Additionally, requests with the following filters will not match because they are invalid. They will result in a compilation error:

# INVALID QUERY:
{"genre": ["comedy", "documentary"]}
# INVALID QUERY:
{"genre": {"$eq": ["comedy", "documentary"]}}

Limitations

Pinecone Assistant has the following limitations:

  • Supported file types: .txt and .pdf
  • Max input tokens per query: 64,000

Starter plans

The following limitations apply to each Starter organization:

  • Max number of assistants: 3
  • Max tokens per minute (TPM) input: 30,000
  • Max number of total LLM processed tokens: 1,500,000
  • Max total output tokens: 200,000

The following limitations apply to each assistant in Starter organizations:

  • Max file storage: 1GB
  • Max files uploaded: 10

Standard and Enterprise plans

The following limitations apply to each Standard or Enterprise organization:

  • Max number of assistants: unlimited
  • Max tokens per minute (TPM) input: 150,000
  • Max number of total LLM processed tokens: unlimited
  • Max total output tokens: unlimited

The following limitations apply to each assistant in Standard or Enterprise organizations:

  • Max file storage: 10GB
  • Max files uploaded: 10,000

Pricing

See Pricing for up-to-date pricing information.

Understanding token usage

Pinecone Assistant usage is measured in tokens, with different counts and cost for input and output tokens.

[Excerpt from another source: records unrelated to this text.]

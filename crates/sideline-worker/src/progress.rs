//! Best-effort progress fan-out.
//!
//! A registry of live subscribers keyed by subscriber id. Events carry the
//! id of the job that produced them. Sending never blocks and never fails:
//! a missing subscriber is a no-op, a full buffer drops the message, and a
//! closed receiver is unregistered.

use std::collections::HashMap;
use std::sync::Arc;

use sideline_models::{JobId, ProgressEvent, ProgressMessage, Stage, SubscriberId};
use tokio::sync::{mpsc, RwLock};
use tracing::debug;

use crate::metrics;

/// Per-subscriber buffer. A job emits at most six messages.
pub const SUBSCRIBER_BUFFER_SIZE: usize = 32;

/// Shared subscriber registry. Cheap to clone; clones share the registry.
#[derive(Debug, Clone, Default)]
pub struct ProgressReporter {
    subscribers: Arc<RwLock<HashMap<SubscriberId, mpsc::Sender<ProgressEvent>>>>,
}

impl ProgressReporter {
    pub fn new() -> Self {
        Self::default()
    }

    /// Register `sink` under `subscriber`, replacing any previous sink.
    pub async fn subscribe(&self, subscriber: SubscriberId, sink: mpsc::Sender<ProgressEvent>) {
        debug!(subscriber = %subscriber, "Progress subscriber registered");
        self.subscribers.write().await.insert(subscriber, sink);
    }

    /// Register a fresh bounded channel and return its receiving end.
    pub async fn subscribe_channel(&self, subscriber: SubscriberId) -> mpsc::Receiver<ProgressEvent> {
        let (tx, rx) = mpsc::channel(SUBSCRIBER_BUFFER_SIZE);
        self.subscribe(subscriber, tx).await;
        rx
    }

    pub async fn unsubscribe(&self, subscriber: &SubscriberId) -> bool {
        self.subscribers.write().await.remove(subscriber).is_some()
    }

    pub async fn is_subscribed(&self, subscriber: &SubscriberId) -> bool {
        self.subscribers.read().await.contains_key(subscriber)
    }

    pub async fn subscriber_count(&self) -> usize {
        self.subscribers.read().await.len()
    }

    /// Report that `job_id` completed `stage`.
    pub async fn notify(
        &self,
        subscriber: &SubscriberId,
        job_id: &JobId,
        stage: Stage,
        message: impl Into<String>,
    ) {
        self.deliver(subscriber, job_id, ProgressMessage::stage(stage, message))
            .await;
    }

    /// Send the terminal success message and drop the subscriber.
    pub async fn finish(&self, subscriber: &SubscriberId, job_id: &JobId, output: impl Into<String>) {
        self.deliver(subscriber, job_id, ProgressMessage::done(output))
            .await;
        self.unsubscribe(subscriber).await;
    }

    /// Send the terminal failure message and drop the subscriber.
    pub async fn fail(
        &self,
        subscriber: &SubscriberId,
        job_id: &JobId,
        stage: Option<Stage>,
        message: impl Into<String>,
    ) {
        self.deliver(subscriber, job_id, ProgressMessage::failed(stage, message))
            .await;
        self.unsubscribe(subscriber).await;
    }

    async fn deliver(&self, subscriber: &SubscriberId, job_id: &JobId, message: ProgressMessage) {
        let sender = match self.subscribers.read().await.get(subscriber) {
            Some(sender) => sender.clone(),
            None => return,
        };

        let event = ProgressEvent::new(job_id.clone(), message);
        match sender.try_send(event) {
            Ok(()) => {}
            Err(mpsc::error::TrySendError::Full(event)) => {
                debug!(
                    subscriber = %subscriber,
                    job_id = %job_id,
                    "Progress subscriber is behind, dropping {} message",
                    event.message.type_name()
                );
                metrics::record_progress_dropped("full");
            }
            Err(mpsc::error::TrySendError::Closed(_)) => {
                debug!(subscriber = %subscriber, job_id = %job_id, "Progress subscriber disconnected");
                metrics::record_progress_dropped("closed");
                self.remove_if_closed(subscriber).await;
            }
        }
    }

    /// Another task may have re-subscribed in between; only drop a dead sink.
    async fn remove_if_closed(&self, subscriber: &SubscriberId) {
        let mut subscribers = self.subscribers.write().await;
        if subscribers.get(subscriber).is_some_and(|s| s.is_closed()) {
            subscribers.remove(subscriber);
        }
    }
}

Pinecone Assistant consumes input tokens for both planning and retrieval. Input token usage is calculated based on the chat history, the document structure and data density (e.g., how many words are in a page), and the number of documents that meet the filter criteria. This means that, in general, the total number of input tokens used is the sum of the chat history token count plus in the order of 10,000 tokens used for document retrieval.

Output tokens are the number of tokens generated as part of the answer generation. The total number depends on the complexity of the question and the number of documents that were retrieved and are relevant for the question. The output typically ranges from a few dozen to several hundred tokens.